• **Provided data**
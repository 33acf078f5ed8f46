//! Aggregate "physics" descriptors of a price window.
//!
//! Everything here is a pure function of the supplied window: no caching,
//! no hidden state. Degenerate windows (flat price) are handled by flooring
//! divisors to 1 rather than by returning errors.

use super::observation::ObservationPoint;
use serde::{Deserialize, Serialize};
use statrs::statistics::Statistics;
use std::fmt;

/// Minimum window length for a meaningful descriptor
pub const MIN_PHYSICS_WINDOW: usize = 20;

const MOMENTUM_LOOKBACK: usize = 5;
const VELOCITY_LOOKBACK: usize = 10;
const MOMENTUM_TOLERANCE: f64 = 0.0001;

#[derive(Debug, Clone, Copy, PartialEq, Eq, Serialize, Deserialize)]
pub enum MomentumDirection {
    Bull,
    Bear,
    Flat,
}

impl fmt::Display for MomentumDirection {
    fn fmt(&self, f: &mut fmt::Formatter<'_>) -> fmt::Result {
        match self {
            MomentumDirection::Bull => write!(f, "BULL"),
            MomentumDirection::Bear => write!(f, "BEAR"),
            MomentumDirection::Flat => write!(f, "FLAT"),
        }
    }
}

#[derive(Debug, Clone, Copy, PartialEq, Serialize, Deserialize)]
pub struct PhysicsDescriptor {
    /// Mean absolute tick-to-tick change
    pub volatility: f64,
    /// Signed rate of change over the velocity lookback
    pub velocity: f64,
    pub spread: f64,
    /// Efficiency ratio scaled to 0..=100
    pub regime_strength: f64,
    pub momentum_direction: MomentumDirection,
    /// Standard deviation of absolute tick changes
    pub noise_floor: f64,
}

impl PhysicsDescriptor {
    /// Neutral descriptor returned for windows shorter than [`MIN_PHYSICS_WINDOW`]
    pub fn neutral() -> Self {
        Self {
            volatility: 0.0,
            velocity: 0.0,
            spread: 0.0001,
            regime_strength: 50.0,
            momentum_direction: MomentumDirection::Flat,
            noise_floor: 0.0,
        }
    }
}

impl Default for PhysicsDescriptor {
    fn default() -> Self {
        Self::neutral()
    }
}

/// Summarize a window into a [`PhysicsDescriptor`]. Never fails.
pub fn compute_physics(window: &[ObservationPoint]) -> PhysicsDescriptor {
    if window.len() < MIN_PHYSICS_WINDOW {
        return PhysicsDescriptor::neutral();
    }

    let prices: Vec<f64> = window.iter().map(|p| p.price).collect();
    let last = prices.len() - 1;
    let current = prices[last];

    let momentum_direction = momentum_direction(&prices[prices.len() - MOMENTUM_LOOKBACK..]);

    let abs_changes: Vec<f64> = prices.windows(2).map(|w| (w[1] - w[0]).abs()).collect();
    let volatility = abs_changes.iter().mean();
    let noise_floor = abs_changes.iter().population_std_dev();

    let displacement = (current - prices[0]).abs();
    let path: f64 = abs_changes.iter().sum();
    let efficiency_ratio = displacement / floor_divisor(path);

    PhysicsDescriptor {
        volatility,
        velocity: (current - prices[last - VELOCITY_LOOKBACK]) / VELOCITY_LOOKBACK as f64,
        spread: volatility * 0.1,
        regime_strength: (efficiency_ratio * 100.0).min(100.0),
        momentum_direction,
        noise_floor,
    }
}

fn momentum_direction(tail: &[f64]) -> MomentumDirection {
    let (first, last) = match (tail.first(), tail.last()) {
        (Some(f), Some(l)) => (*f, *l),
        _ => return MomentumDirection::Flat,
    };

    if last > first * (1.0 + MOMENTUM_TOLERANCE) {
        MomentumDirection::Bull
    } else if last < first * (1.0 - MOMENTUM_TOLERANCE) {
        MomentumDirection::Bear
    } else {
        MomentumDirection::Flat
    }
}

/// Zero divisors are replaced by 1.
pub(crate) fn floor_divisor(value: f64) -> f64 {
    if value == 0.0 { 1.0 } else { value }
}

#[cfg(test)]
mod tests {
    use super::*;

    fn series(prices: impl IntoIterator<Item = f64>) -> Vec<ObservationPoint> {
        prices
            .into_iter()
            .enumerate()
            .map(|(i, p)| ObservationPoint::new(format!("t{}", i), p, 100.0))
            .collect()
    }

    #[test]
    fn test_short_window_returns_neutral_default() {
        let window = series((0..19).map(|i| 100.0 + i as f64));
        assert_eq!(compute_physics(&window), PhysicsDescriptor::neutral());
        assert_eq!(compute_physics(&[]), PhysicsDescriptor::neutral());
    }

    #[test]
    fn test_monotonic_series_is_bull_with_positive_velocity() {
        let window = series((0..20).map(|i| 100.0 + i as f64));
        let physics = compute_physics(&window);

        assert_eq!(physics.momentum_direction, MomentumDirection::Bull);
        assert!(physics.velocity > 0.0);
        assert_eq!(physics.velocity, 1.0);
    }

    #[test]
    fn test_linear_trend_has_full_efficiency_and_no_noise() {
        let window = series((0..60).map(|i| 100.0 + i as f64));
        let physics = compute_physics(&window);

        assert!((physics.regime_strength - 100.0).abs() < 1e-9);
        assert!(physics.noise_floor.abs() < 1e-12);
        assert!((physics.volatility - 1.0).abs() < 1e-12);
        assert!((physics.spread - 0.1).abs() < 1e-12);
    }

    #[test]
    fn test_flat_series_is_flat_with_zero_dispersion() {
        let window = series(std::iter::repeat_n(1.25, 30));
        let physics = compute_physics(&window);

        assert_eq!(physics.momentum_direction, MomentumDirection::Flat);
        assert_eq!(physics.volatility, 0.0);
        assert_eq!(physics.noise_floor, 0.0);
        assert_eq!(physics.regime_strength, 0.0);
    }

    #[test]
    fn test_falling_tail_is_bear() {
        let mut prices: Vec<f64> = vec![100.0; 20];
        prices.extend([100.0, 99.0, 98.0, 97.0, 96.0]);
        let physics = compute_physics(&series(prices));
        assert_eq!(physics.momentum_direction, MomentumDirection::Bear);
        assert!(physics.velocity < 0.0);
    }

    #[test]
    fn test_choppy_series_has_low_regime_strength() {
        // mid, mid+1, mid-1, mid+1, ...
        let prices = (0..60).map(|i| match i {
            0 => 50.0,
            i if i % 2 == 1 => 51.0,
            _ => 49.0,
        });
        let physics = compute_physics(&series(prices));

        assert!(physics.regime_strength < 5.0);
        assert!(physics.noise_floor > 0.0);
    }

    #[test]
    fn test_is_pure() {
        let window = series((0..40).map(|i| 10.0 + (i as f64 * 0.7).sin()));
        assert_eq!(compute_physics(&window), compute_physics(&window));
    }
}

• **What you have to do**
Gather from the data above every line with the string "PartialEq".

• **Your response**
#[derive(Debug, Clone, Copy, PartialEq, Eq, Serialize, Deserialize)]
#[derive(Debug, Clone, Copy, PartialEq, Serialize, Deserialize)]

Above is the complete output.